Introducing embedded function calling and a new ai-utils package

Today, we’re excited to announce a novel way to do function calling that co-locates LLM inference with function execution, and a new ai-utils package that upgrades the developer experience for function calling.

This is a follow-up to our mid-June announcement for traditional function calling, which allows you to leverage a Large Language Model (LLM) to intelligently generate structured outputs and pass them to an API call. Function calling has been largely adopted and standardized in the industry as a way for AI models to help perform actions on behalf of a user.

Our goal is to make building with AI as easy as possible, which is why we’re introducing a new @cloudflare/ai-utils npm package that allows developers to get started quickly with embedded function calling. These helper tools drastically simplify your workflow by actually executing your function code and dynamically generating tools from OpenAPI specs. We’ve also open-sourced our ai-utils package, which you can find on GitHub. With both embedded function calling and our ai-utils, you’re one step closer to creating intelligent AI agents, and from there, the possibilities are endless.

Why Cloudflare’s AI platform?

OpenAI has been the gold standard when it comes to having performant model inference and a great developer experience. However, they mostly support their closed-source models, while we want to also promote the open-source ecosystem of models. One of our goals with Workers AI is to match the developer experience you might get from OpenAI, but with open-source models.

There are other open-source inference providers out there like Azure or Bedrock, but most of them are focused on serving inference and the underlying infrastructure, rather than being a developer toolkit. While there are external libraries and frameworks like AI SDK that help developers build quickly with simple abstractions, they rely on upstream providers to do the actual inference. With Workers AI, it’s the best of both worlds – we offer open-source model inference and a killer developer experience out of the box.

With the release of embedded function calling and ai-utils today, we’ve advanced how we do inference for function calling and improved the developer experience by making it dead simple for developers to start building AI experiences.

How does traditional function calling work?

Traditional LLM function calling allows customers to specify a set of function names and required arguments along with a prompt when running inference on an LLM. The LLM returns the names and arguments for the functions that the customer can then make to perform actions. These actions give LLMs the ability to do things like fetch fresh data not present in the training dataset and "perform actions" based on user intent.

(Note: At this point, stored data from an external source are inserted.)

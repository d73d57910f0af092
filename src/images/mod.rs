//! Image payload helpers.
//!
//! Images travel through Zyora as base64 payloads: staged images are read
//! from disk or fetched through the backend proxy, sent to the generator as
//! JPEG parts, and come back as PNG data URIs that are stored in the gallery.

mod data_uri;

pub use data_uri::{decode_data_uri, encode_data_uri, strip_data_uri_prefix, to_data_uri};

use regex_lite::Regex;
use std::path::Path;
use std::sync::OnceLock;

/// MIME types accepted for staged images
pub const SUPPORTED_IMAGE_TYPES: &[&str] = &["image/jpeg", "image/png", "image/webp", "image/gif"];

/// Fallback MIME type when neither the server nor the bytes tell us
pub const FALLBACK_MIME: &str = "application/octet-stream";

static IMAGE_URL: OnceLock<Option<Regex>> = OnceLock::new();

/// Whether `url` looks like something the fetch-image proxy can load
pub fn is_valid_image_url(url: &str) -> bool {
    IMAGE_URL
        .get_or_init(|| Regex::new(r"(?i)^https?://.+").ok())
        .as_ref()
        .is_some_and(|re| re.is_match(url.trim()))
}

/// Guess a supported MIME type from a file extension
pub fn mime_from_extension(path: &Path) -> Option<&'static str> {
    let ext = path.extension()?.to_str()?.to_ascii_lowercase();
    match ext.as_str() {
        "jpg" | "jpeg" => Some("image/jpeg"),
        "png" => Some("image/png"),
        "webp" => Some("image/webp"),
        "gif" => Some("image/gif"),
        _ => None,
    }
}

/// Detect the MIME type of encoded image bytes
pub fn sniff_mime(bytes: &[u8]) -> Option<&'static str> {
    image::guess_format(bytes)
        .ok()
        .map(|format| format.to_mime_type())
}

/// Pick the MIME type for a fetched image: trust an `image/*` header, else sniff
pub fn resolve_mime(content_type: Option<&str>, bytes: &[u8]) -> String {
    let header = content_type
        .and_then(|ct| ct.split(';').next())
        .map(str::trim)
        .filter(|ct| ct.starts_with("image/"));

    match header {
        Some(ct) => ct.to_string(),
        None => sniff_mime(bytes).unwrap_or(FALLBACK_MIME).to_string(),
    }
}

#[cfg(test)]
mod tests {
    use super::*;

    const PNG_MAGIC: &[u8] = &[0x89, b'P', b'N', b'G', 0x0D, 0x0A, 0x1A, 0x0A, 0, 0, 0, 0];

    #[test]
    fn test_image_url_validation() {
        assert!(is_valid_image_url("https://shop.example.com/shirt.jpg"));
        assert!(is_valid_image_url("HTTP://example.com/a.png"));
        assert!(!is_valid_image_url("ftp://example.com/a.png"));
        assert!(!is_valid_image_url("https://"));
        assert!(!is_valid_image_url("shirt.jpg"));
    }

    #[test]
    fn test_mime_from_extension() {
        assert_eq!(mime_from_extension(Path::new("me.JPG")), Some("image/jpeg"));
        assert_eq!(mime_from_extension(Path::new("fit.webp")), Some("image/webp"));
        assert_eq!(mime_from_extension(Path::new("notes.txt")), None);
        assert_eq!(mime_from_extension(Path::new("noext")), None);
    }

    #[test]
    fn test_resolve_mime() {
        assert_eq!(resolve_mime(Some("image/jpeg; charset=binary"), b""), "image/jpeg");
        assert_eq!(resolve_mime(Some("application/octet-stream"), PNG_MAGIC), "image/png");
        assert_eq!(resolve_mime(None, b"plain text"), FALLBACK_MIME);
    }
}
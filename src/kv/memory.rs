//! In-process key-value store with failure injection.

use async_trait::async_trait;
use std::collections::{HashMap, HashSet};
use std::sync::{Mutex, MutexGuard};

use super::{KeyValueStore, StorageError};

/// Key-value store held in memory
#[derive(Debug, Default)]
pub struct MemoryStore {
    values: Mutex<HashMap<String, String>>,
    writes: Mutex<HashMap<String, usize>>,
    failing_reads: Mutex<HashSet<String>>,
    failing_writes: Mutex<HashSet<String>>,
}

fn lock<'a, T>(mutex: &'a Mutex<T>, key: &str) -> Result<MutexGuard<'a, T>, StorageError> {
    mutex
        .lock()
        .map_err(|_| StorageError::backend(key, "memory store lock poisoned"))
}

impl MemoryStore {
    /// Create an empty store
    pub fn new() -> Self {
        Self::default()
    }

    /// Make every read of `key` fail
    pub fn fail_reads_for(&self, key: &str) {
        if let Ok(mut keys) = self.failing_reads.lock() {
            keys.insert(key.to_string());
        }
    }

    /// Make every write or removal of `key` fail
    pub fn fail_writes_for(&self, key: &str) {
        if let Ok(mut keys) = self.failing_writes.lock() {
            keys.insert(key.to_string());
        }
    }

    /// Stop injecting failures
    pub fn heal(&self) {
        if let Ok(mut keys) = self.failing_reads.lock() {
            keys.clear();
        }
        if let Ok(mut keys) = self.failing_writes.lock() {
            keys.clear();
        }
    }

    /// Number of successful `set` calls for `key`
    pub fn write_count(&self, key: &str) -> usize {
        self.writes
            .lock()
            .map(|w| w.get(key).copied().unwrap_or(0))
            .unwrap_or(0)
    }

    /// Raw value currently stored under `key`
    pub fn raw(&self, key: &str) -> Option<String> {
        self.values.lock().ok().and_then(|v| v.get(key).cloned())
    }

    /// Number of keys present
    pub fn len(&self) -> usize {
        self.values.lock().map(|v| v.len()).unwrap_or(0)
    }

    /// Whether the store is empty
    pub fn is_empty(&self) -> bool {
        self.len() == 0
    }

    fn check(&self, set: &Mutex<HashSet<String>>, key: &str, op: &str) -> Result<(), StorageError> {
        if lock(set, key)?.contains(key) {
            return Err(StorageError::backend(key, format!("injected {op} failure")));
        }
        Ok(())
    }
}

#[async_trait]
impl KeyValueStore for MemoryStore {
    async fn get(&self, key: &str) -> Result<Option<String>, StorageError> {
        // Let other tasks run between a read and the write that follows it.
        tokio::task::yield_now().await;
        self.check(&self.failing_reads, key, "read")?;
        Ok(lock(&self.values, key)?.get(key).cloned())
    }

    async fn set(&self, key: &str, value: &str) -> Result<(), StorageError> {
        self.check(&self.failing_writes, key, "write")?;
        lock(&self.values, key)?.insert(key.to_string(), value.to_string());
        *lock(&self.writes, key)?.entry(key.to_string()).or_insert(0) += 1;
        Ok(())
    }

    async fn remove(&self, key: &str) -> Result<(), StorageError> {
        self.check(&self.failing_writes, key, "remove")?;
        lock(&self.values, key)?.remove(key);
        Ok(())
    }
}

#[cfg(test)]
mod tests {
    use super::*;

    #[tokio::test]
    async fn test_set_get_remove() {
        let store = MemoryStore::new();
        assert_eq!(store.get("k").await.unwrap(), None);

        store.set("k", "v").await.unwrap();
        assert_eq!(store.get("k").await.unwrap().as_deref(), Some("v"));
        assert_eq!(store.write_count("k"), 1);

        store.remove("k").await.unwrap();
        store.remove("k").await.unwrap();
        assert!(store.is_empty());
    }

    #[tokio::test]
    async fn test_injected_failures() {
        let store = MemoryStore::new();
        store.set("k", "v").await.unwrap();

        store.fail_reads_for("k");
        assert!(store.get("k").await.is_err());
        assert!(store.get("other").await.is_ok());

        store.fail_writes_for("k");
        assert!(store.set("k", "w").await.is_err());
        assert!(store.remove("k").await.is_err());

        store.heal();
        assert_eq!(store.get("k").await.unwrap().as_deref(), Some("v"));
    }

    #[tokio::test]
    async fn test_multi_remove() {
        let store = MemoryStore::new();
        store.set("a", "1").await.unwrap();
        store.set("b", "2").await.unwrap();
        store.set("c", "3").await.unwrap();

        store.multi_remove(&["a", "b", "missing"]).await.unwrap();
        assert_eq!(store.len(), 1);
        assert_eq!(store.raw("c").as_deref(), Some("3"));
    }
}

Traditional function calling requires multiple back-and-forth requests passing through the network in order to get to the final output. This includes requests to your origin server, an inference provider, and external APIs. As a developer, you have to orchestrate all the back-and-forths and handle all the requests and responses. If you were building complex agents with multi-tool calls or recursive tool calls, it gets infinitely harder. Fortunately, this doesn’t have to be the case, and we’ve solved it for you.

Embedded function calling

With Workers AI, our inference runtime is the Workers platform, and the Workers platform can be seen as a global compute network of distributed functions (RPCs). With this model, we can run inference using Workers AI, and supply not only the function names and arguments, but also the runtime function code to be executed. Rather than performing multiple round-trips across networks, the LLM inference and function can run in the same execution environment, cutting out all the unnecessary requests.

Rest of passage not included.